- [PROBLEM TO WORK ON]
Reproduce the records that follow exactly as they are written.

(MATERIAL FOR THE TASK Opens)

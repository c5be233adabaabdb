//! Correlation table for in-flight calls.
//!
//! Flow:
//! 1. A caller registers a request id and receives a [`PendingReceiver`]
//! 2. The request is written to the connection recorded in the entry
//! 3. The router calls [`PendingCalls::complete`] when the response arrives,
//!    or [`PendingCalls::fail_connection`] when the connection is lost
//! 4. The caller awaits the receiver
//!
//! Each entry is removed before it is resolved, so it resolves exactly once.

use crate::connection::ConnectionId;
use crate::response::Response;
use crate::{Result, RpcError};
use dashmap::mapref::entry::Entry;
use dashmap::DashMap;
use tokio::sync::oneshot;
use tokio::time::Instant;
use tracing::{debug, warn};

/// Receiving side of a pending call.
pub type PendingReceiver = oneshot::Receiver<Result<Response>>;

struct PendingCall {
    sender: oneshot::Sender<Result<Response>>,
    connection: ConnectionId,
    peer: String,
    kind: String,
    created_at: Instant,
}

/// Request id to unresolved call.
#[derive(Default)]
pub struct PendingCalls {
    pending: DashMap<String, PendingCall>,
}

impl PendingCalls {
    pub fn new() -> Self {
        Self::default()
    }

    /// Register a call about to be written to `connection`.
    ///
    /// Fails if the request id is already pending.
    pub fn register(
        &self,
        request_id: &str,
        kind: &str,
        peer: &str,
        connection: ConnectionId,
    ) -> Result<PendingReceiver> {
        let (tx, rx) = oneshot::channel();
        let call = PendingCall {
            sender: tx,
            connection,
            peer: peer.to_string(),
            kind: kind.to_string(),
            created_at: Instant::now(),
        };

        match self.pending.entry(request_id.to_string()) {
            Entry::Occupied(_) => Err(RpcError::Other(format!(
                "request id {} is already pending",
                request_id
            ))),
            Entry::Vacant(slot) => {
                slot.insert(call);
                debug!(request_id, kind, peer, %connection, "Registered pending call");
                Ok(rx)
            }
        }
    }

    /// Resolve a call. Returns false if the id was unknown or already resolved.
    pub fn complete(&self, request_id: &str, result: Result<Response>) -> bool {
        let Some((_, call)) = self.pending.remove(request_id) else {
            warn!(request_id, "Response for unknown or already completed call");
            return false;
        };

        debug!(
            request_id,
            kind = %call.kind,
            peer = %call.peer,
            elapsed_ms = call.created_at.elapsed().as_millis() as u64,
            "Completed pending call"
        );
        if call.sender.send(result).is_err() {
            debug!(request_id, "Caller stopped waiting for response");
        }
        true
    }

    /// Remove a call without resolving it through the table.
    pub fn cancel(&self, request_id: &str) -> bool {
        self.pending.remove(request_id).is_some()
    }

    /// Fail every call written to `connection`. Returns how many were failed.
    pub fn fail_connection(&self, connection: ConnectionId) -> usize {
        let request_ids: Vec<String> = self
            .pending
            .iter()
            .filter(|entry| entry.value().connection == connection)
            .map(|entry| entry.key().clone())
            .collect();

        let mut failed = 0;
        for request_id in request_ids {
            if let Some((_, call)) = self.pending.remove(&request_id) {
                let _ = call.sender.send(Err(RpcError::not_active(call.peer)));
                failed += 1;
            }
        }

        if failed > 0 {
            warn!(%connection, failed, "Failed pending calls on inactive connection");
        }
        failed
    }

    /// Fail every call, whatever its connection.
    pub fn fail_all(&self) -> usize {
        let request_ids: Vec<String> = self.pending.iter().map(|e| e.key().clone()).collect();
        let mut failed = 0;
        for request_id in request_ids {
            if let Some((_, call)) = self.pending.remove(&request_id) {
                let _ = call.sender.send(Err(RpcError::Stopped));
                failed += 1;
            }
        }
        failed
    }

    pub fn len(&self) -> usize {
        self.pending.len()
    }

    pub fn is_empty(&self) -> bool {
        self.pending.is_empty()
    }

    pub fn contains(&self, request_id: &str) -> bool {
        self.pending.contains_key(request_id)
    }
}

(MATERIAL FOR THE TASK Closes)

- [EXERCISE RESULT]
repository c5be233adabaabdb
//! Correlation table for in-flight calls.
//!
//! Flow:
//! 1. A caller registers a request id and receives a [`PendingReceiver`]
//! 2. The request is written to the connection recorded in the entry
//! 3. The router calls [`PendingCalls::complete`] when the response arrives,
//!    or [`PendingCalls::fail_connection`] when the connection is lost
//! 4. The caller awaits the receiver
//!
//! Each entry is removed before it is resolved, so it resolves exactly once.

use crate::connection::ConnectionId;
use crate::response::Response;
use crate::{Result, RpcError};
use dashmap::mapref::entry::Entry;
use dashmap::DashMap;
use tokio::sync::oneshot;
use tokio::time::Instant;
use tracing::{debug, warn};

/// Receiving side of a pending call.
pub type PendingReceiver = oneshot::Receiver<Result<Response>>;

struct PendingCall {
    sender: oneshot::Sender<Result<Response>>,
    connection: ConnectionId,
    peer: String,
    kind: String,
    created_at: Instant,
}

/// Request id to unresolved call.
#[derive(Default)]
pub struct PendingCalls {
    pending: DashMap<String, PendingCall>,
}

impl PendingCalls {
    pub fn new() -> Self {
        Self::default()
    }

    /// Register a call about to be written to `connection`.
    ///
    /// Fails if the request id is already pending.
    pub fn register(
        &self,
        request_id: &str,
        kind: &str,
        peer: &str,
        connection: ConnectionId,
    ) -> Result<PendingReceiver> {
        let (tx, rx) = oneshot::channel();
        let call = PendingCall {
            sender: tx,
            connection,
            peer: peer.to_string(),
            kind: kind.to_string(),
            created_at: Instant::now(),
        };

        match self.pending.entry(request_id.to_string()) {
            Entry::Occupied(_) => Err(RpcError::Other(format!(
                "request id {} is already pending",
                request_id
            ))),
            Entry::Vacant(slot) => {
                slot.insert(call);
                debug!(request_id, kind, peer, %connection, "Registered pending call");
                Ok(rx)
            }
        }
    }

    /// Resolve a call. Returns false if the id was unknown or already resolved.
    pub fn complete(&self, request_id: &str, result: Result<Response>) -> bool {
        let Some((_, call)) = self.pending.remove(request_id) else {
            warn!(request_id, "Response for unknown or already completed call");
            return false;
        };

        debug!(
            request_id,
            kind = %call.kind,
            peer = %call.peer,
            elapsed_ms = call.created_at.elapsed().as_millis() as u64,
            "Completed pending call"
        );
        if call.sender.send(result).is_err() {
            debug!(request_id, "Caller stopped waiting for response");
        }
        true
    }

    /// Remove a call without resolving it through the table.
    pub fn cancel(&self, request_id: &str) -> bool {
        self.pending.remove(request_id).is_some()
    }

    /// Fail every call written to `connection`. Returns how many were failed.
    pub fn fail_connection(&self, connection: ConnectionId) -> usize {
        let request_ids: Vec<String> = self
            .pending
            .iter()
            .filter(|entry| entry.value().connection == connection)
            .map(|entry| entry.key().clone())
            .collect();

        let mut failed = 0;
        for request_id in request_ids {
            if let Some((_, call)) = self.pending.remove(&request_id) {
                let _ = call.sender.send(Err(RpcError::not_active(call.peer)));
                failed += 1;
            }
        }

        if failed > 0 {
            warn!(%connection, failed, "Failed pending calls on inactive connection");
        }
        failed
    }

    /// Fail every call, whatever its connection.
    pub fn fail_all(&self) -> usize {
        let request_ids: Vec<String> = self.pending.iter().map(|e| e.key().clone()).collect();
        let mut failed = 0;
        for request_id in request_ids {
            if let Some((_, call)) = self.pending.remove(&request_id) {
                let _ = call.sender.send(Err(RpcError::Stopped));
                failed += 1;
            }
        }
        failed
    }

    pub fn len(&self) -> usize {
        self.pending.len()
    }

    pub fn is_empty(&self) -> bool {
        self.pending.is_empty()
    }

    pub fn contains(&self, request_id: &str) -> bool {
        self.pending.contains_key(request_id)
    }
}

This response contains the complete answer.